● WORK REQUEST
What is needed is every line of the material that contains "ValidationOptions".

● SOURCE DATA
————————

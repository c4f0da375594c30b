use crossbeam::queue::SegQueue;
use std::ops::{Deref, DerefMut};
use std::ptr;

/// A fixed length array of node pointers. Null slots are meaningful to the caller.
pub struct Buffer<T> {
    slots: Box<[*const T]>,
}

// A buffer only carries addresses between operations; it never dereferences them.
unsafe impl<T> Send for Buffer<T> {}

impl<T> Buffer<T> {
    fn new(len: usize) -> Buffer<T> {
        Buffer {
            slots: vec![ptr::null(); len].into_boxed_slice(),
        }
    }

    fn clear(&mut self) {
        for slot in self.slots.iter_mut() {
            *slot = ptr::null();
        }
    }
}

/// Free list of scratch buffers, all of the same length.
pub struct BufferPool<T> {
    free: SegQueue<Buffer<T>>,
    len: usize,
}

/// A buffer on loan from a pool. It is cleared and handed back when dropped.
pub struct PooledBuffer<'a, T> {
    pool: &'a BufferPool<T>,
    buffer: Option<Buffer<T>>,
}

impl<T> BufferPool<T> {
    pub fn new(len: usize) -> BufferPool<T> {
        BufferPool {
            free: SegQueue::new(),
            len,
        }
    }

    pub fn rent(&self) -> PooledBuffer<'_, T> {
        let buffer = self.free.pop().ok().unwrap_or_else(|| Buffer::new(self.len));
        PooledBuffer {
            pool: self,
            buffer: Some(buffer),
        }
    }

    #[cfg(test)]
    pub fn available(&self) -> usize {
        self.free.len()
    }
}

impl<T> Deref for PooledBuffer<'_, T> {
    type Target = [*const T];

    fn deref(&self) -> &[*const T] {
        match &self.buffer {
            Some(buffer) => &buffer.slots,
            None => &[],
        }
    }
}

impl<T> DerefMut for PooledBuffer<'_, T> {
    fn deref_mut(&mut self) -> &mut [*const T] {
        match &mut self.buffer {
            Some(buffer) => &mut buffer.slots,
            None => &mut [],
        }
    }
}

impl<T> Drop for PooledBuffer<'_, T> {
    fn drop(&mut self) {
        if let Some(mut buffer) = self.buffer.take() {
            buffer.clear();
            self.pool.free.push(buffer);
        }
    }
}

#[cfg(test)]
mod tests {
    use super::BufferPool;
    use std::sync::Arc;
    use std::thread;

    #[test]
    fn rented_buffers_have_pool_length() {
        let pool: BufferPool<u64> = BufferPool::new(7);
        let buffer = pool.rent();
        assert_eq!(buffer.len(), 7);
        assert!(buffer.iter().all(|slot| slot.is_null()));
    }

    #[test]
    fn buffers_come_back_cleared() {
        let pool: BufferPool<u64> = BufferPool::new(4);
        let value = 42u64;
        {
            let mut buffer = pool.rent();
            buffer[2] = &value;
        }
        assert_eq!(pool.available(), 1);

        let buffer = pool.rent();
        assert_eq!(pool.available(), 0);
        assert!(buffer.iter().all(|slot| slot.is_null()));
    }

    #[test]
    fn concurrent_rent_and_return() {
        let pool: Arc<BufferPool<u64>> = Arc::new(BufferPool::new(16));

        let handles: Vec<_> = (0..8)
            .map(|_| {
                let pool = pool.clone();
                thread::spawn(move || {
                    let value = 7u64;
                    for i in 0..1000 {
                        let mut first = pool.rent();
                        let mut second = pool.rent();
                        first[i % 16] = &value;
                        second[(i + 1) % 16] = &value;
                    }
                })
            })
            .collect();
        for handle in handles {
            handle.join().unwrap();
        }

        let available = pool.available();
        assert!(available >= 2 && available <= 16);
        let rented: Vec<_> = (0..available).map(|_| pool.rent()).collect();
        assert_eq!(pool.available(), 0);
        for buffer in rented.iter() {
            assert!(buffer.iter().all(|slot| slot.is_null()));
        }
    }
}
quick_error! {
    #[derive(Debug, PartialEq, Eq)]
    pub enum QueueError {
        InvalidConfig(field: &'static str, value: usize) {
            display("invalid queue configuration: {} = {}", field, value)
        }
        EmptyQueue {
            display("queue is empty")
        }
    }
}
pub type Result<T> = std::result::Result<T, QueueError>;
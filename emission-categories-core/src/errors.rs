use crate::category::CategoryCode;
use thiserror::Error;

/// Error type for category lookups and configuration checks.
#[derive(Error, Debug)]
pub enum CategoryError {
    #[error("Unknown emission category name '{0}'")]
    UnknownName(String),
    #[error("Unknown emission category code {0}")]
    UnknownCode(CategoryCode),
    #[error("Invalid category code '{0}'. Expected a non-negative integer, '-' or '-1'")]
    InvalidCode(String),
    #[error("Line {line}: {message}")]
    Parse { line: usize, message: String },
    #[error("Configuration is inconsistent with the category table ({count} error(s))")]
    Inconsistent { count: usize },
    #[error(transparent)]
    Io(#[from] std::io::Error),
    #[error("Invalid validation options: {0}")]
    Config(#[from] toml::de::Error),
}

/// Convenience type for `Result<T, CategoryError>`.
pub type CategoryResult<T> = Result<T, CategoryError>;
pub mod category;
pub mod config;
pub mod python;
pub mod validation;

pub mod errors;

pub use category::{CategoryCode, EmissionCategory};
pub use errors::{CategoryError, CategoryResult};
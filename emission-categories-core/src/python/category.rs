//! Python bindings for the category table and the consistency check.

use crate::category::{self, CategoryCode, EmissionCategory};
use crate::errors::CategoryError;
use crate::validation::{self, ValidationOptions, ValidationReport};
use pyo3::exceptions::PyValueError;
use pyo3::prelude::*;

fn to_py_err(e: CategoryError) -> PyErr {
    PyValueError::new_err(e.to_string())
}

/// Python wrapper for EmissionCategory.
///
/// A category of emissions as used in the `Cat` column of the HEMCO configuration files.
#[pyclass(name = "EmissionCategory", module = "emission_categories.core")]
#[derive(Clone)]
pub struct PyEmissionCategory(pub EmissionCategory);

#[pymethods]
impl PyEmissionCategory {
    /// Look up a category by its symbolic name (e.g. "BIOMASS" or "CATEGORY_BIOMASS").
    #[staticmethod]
    pub fn from_name(name: &str) -> PyResult<Self> {
        name.parse::<EmissionCategory>()
            .map(PyEmissionCategory)
            .map_err(to_py_err)
    }

    /// Look up a category by its code.
    #[staticmethod]
    pub fn from_code(code: CategoryCode) -> PyResult<Self> {
        EmissionCategory::try_from(code)
            .map(PyEmissionCategory)
            .map_err(to_py_err)
    }

    /// All categories in ascending code order.
    #[staticmethod]
    pub fn all() -> Vec<Self> {
        EmissionCategory::iter().map(PyEmissionCategory).collect()
    }

    #[getter]
    pub fn name(&self) -> &'static str {
        self.0.name()
    }

    #[getter]
    pub fn code(&self) -> CategoryCode {
        self.0.code()
    }

    #[getter]
    pub fn label(&self) -> &'static str {
        self.0.label()
    }

    #[getter]
    pub fn description(&self) -> &'static str {
        self.0.definition().description
    }

    /// The aggregate category this one belongs to, if any.
    #[getter]
    pub fn parent(&self) -> Option<Self> {
        self.0.parent().map(PyEmissionCategory)
    }

    #[getter]
    pub fn is_volcanic(&self) -> bool {
        self.0.is_volcanic()
    }

    fn __repr__(&self) -> String {
        format!("EmissionCategory.{}({})", self.0.name(), self.0.code())
    }

    fn __eq__(&self, other: &PyEmissionCategory) -> bool {
        self.0 == other.0
    }

    fn __hash__(&self) -> u64 {
        u64::from(self.0.code())
    }

    fn __int__(&self) -> CategoryCode {
        self.0.code()
    }
}

/// Get the code of a category by name.
///
/// # Example
///
/// ```python
/// from emission_categories.core import category_code
///
/// assert category_code("VOLCANO_ERUPT") == 51
/// ```
#[pyfunction]
pub fn category_code(name: &str) -> PyResult<CategoryCode> {
    name.parse::<EmissionCategory>()
        .map(|c| c.code())
        .map_err(to_py_err)
}

/// Check if a code is an unassigned value inside the range of the table.
#[pyfunction]
pub fn is_reserved_code(code: CategoryCode) -> bool {
    category::is_reserved_code(code)
}

/// Outcome of a consistency check.
#[pyclass(name = "ValidationReport", module = "emission_categories.core")]
#[derive(Clone)]
pub struct PyValidationReport {
    /// True when no issue is an error
    #[pyo3(get)]
    pub consistent: bool,
    /// Number of category references checked
    #[pyo3(get)]
    pub checked: usize,
    #[pyo3(get)]
    pub errors: Vec<String>,
    #[pyo3(get)]
    pub warnings: Vec<String>,
}

impl From<&ValidationReport> for PyValidationReport {
    fn from(report: &ValidationReport) -> Self {
        Self {
            consistent: report.is_consistent(),
            checked: report.checked,
            errors: report.errors().map(|issue| issue.to_string()).collect(),
            warnings: report.warnings().map(|issue| issue.to_string()).collect(),
        }
    }
}

#[pymethods]
impl PyValidationReport {
    fn __bool__(&self) -> bool {
        self.consistent
    }

    fn __repr__(&self) -> String {
        format!(
            "ValidationReport(consistent={}, checked={}, errors={}, warnings={})",
            self.consistent,
            self.checked,
            self.errors.len(),
            self.warnings.len()
        )
    }
}

/// Check the base emissions of a `HEMCO_Config.rc` file against the category table.
///
/// # Arguments
///
/// * `path` - Path to the configuration file
/// * `options_toml` - Optional validation options as a TOML document
///
/// # Example
///
/// ```python
/// from emission_categories.core import validate_config_file
///
/// report = validate_config_file("HEMCO_Config.rc", "allow_reserved = true")
/// if not report.consistent:
///     print("\n".join(report.errors))
/// ```
#[pyfunction]
#[pyo3(signature = (path, options_toml=None))]
pub fn validate_config_file(
    path: &str,
    options_toml: Option<&str>,
) -> PyResult<PyValidationReport> {
    let options = match options_toml {
        Some(content) => ValidationOptions::from_toml_str(content).map_err(to_py_err)?,
        None => ValidationOptions::default(),
    };
    let report = validation::validate_config_file(path, &options).map_err(to_py_err)?;
    Ok(PyValidationReport::from(&report))
}

#[cfg(test)]
mod tests {
    use super::*;
    use crate::config::{CategoryField, CategoryReference};
    use crate::validation::validate;

    fn reference(entry: &str, codes: Vec<CategoryCode>) -> CategoryReference {
        CategoryReference {
            source: "test".to_string(),
            line: 1,
            entry: entry.to_string(),
            field: CategoryField::Codes(codes),
        }
    }

    #[test]
    fn test_report_separates_errors_and_warnings() {
        let options = ValidationOptions {
            allow_reserved: true,
            ..Default::default()
        };
        let references = vec![reference("A", vec![2]), reference("B", vec![99, 5])];
        let report = PyValidationReport::from(&validate(&references, &options));

        assert!(!report.consistent);
        assert_eq!(report.checked, 2);
        assert_eq!(report.errors, vec!["test:1 (B): error: category 99 is not defined"]);
        assert_eq!(report.warnings, vec!["test:1 (A): warning: category 2 is reserved"]);
    }

    #[test]
    fn test_report_consistent() {
        let references = vec![reference("A", vec![1, 51])];
        let report =
            PyValidationReport::from(&validate(&references, &ValidationOptions::default()));

        assert!(report.consistent);
        assert!(report.__bool__());
        assert!(report.errors.is_empty());
        assert!(report.warnings.is_empty());
    }

    #[test]
    fn test_is_volcanic() {
        assert!(PyEmissionCategory(EmissionCategory::VolcanoDegas).is_volcanic());
        assert!(!PyEmissionCategory(EmissionCategory::Ship).is_volcanic());
    }
}
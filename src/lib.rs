mod python;

pub use emission_categories_core::*;
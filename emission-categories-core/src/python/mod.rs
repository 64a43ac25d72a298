use crate::category::EmissionCategory;
use pyo3::prelude::*;
use pyo3::wrap_pyfunction;

mod category;

pub use category::{PyEmissionCategory, PyValidationReport};

#[pymodule]
pub fn core(m: &Bound<'_, PyModule>) -> PyResult<()> {
    m.add_class::<PyEmissionCategory>()?;
    m.add_class::<PyValidationReport>()?;

    // Named constants, mirroring the Rust `CATEGORY_*` constants
    for category in EmissionCategory::iter() {
        let definition = category.definition();
        m.add(definition.constant_name().as_str(), definition.code)?;
    }

    m.add_function(wrap_pyfunction!(category::category_code, m)?)?;
    m.add_function(wrap_pyfunction!(category::is_reserved_code, m)?)?;
    m.add_function(wrap_pyfunction!(category::validate_config_file, m)?)?;
    Ok(())
}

————————

● COMPLETED EXERCISE
use crate::validation::{self, ValidationOptions, ValidationReport};
        Some(content) => ValidationOptions::from_toml_str(content).map_err(to_py_err)?,
        None => ValidationOptions::default(),
        let options = ValidationOptions {
            PyValidationReport::from(&validate(&references, &ValidationOptions::default()));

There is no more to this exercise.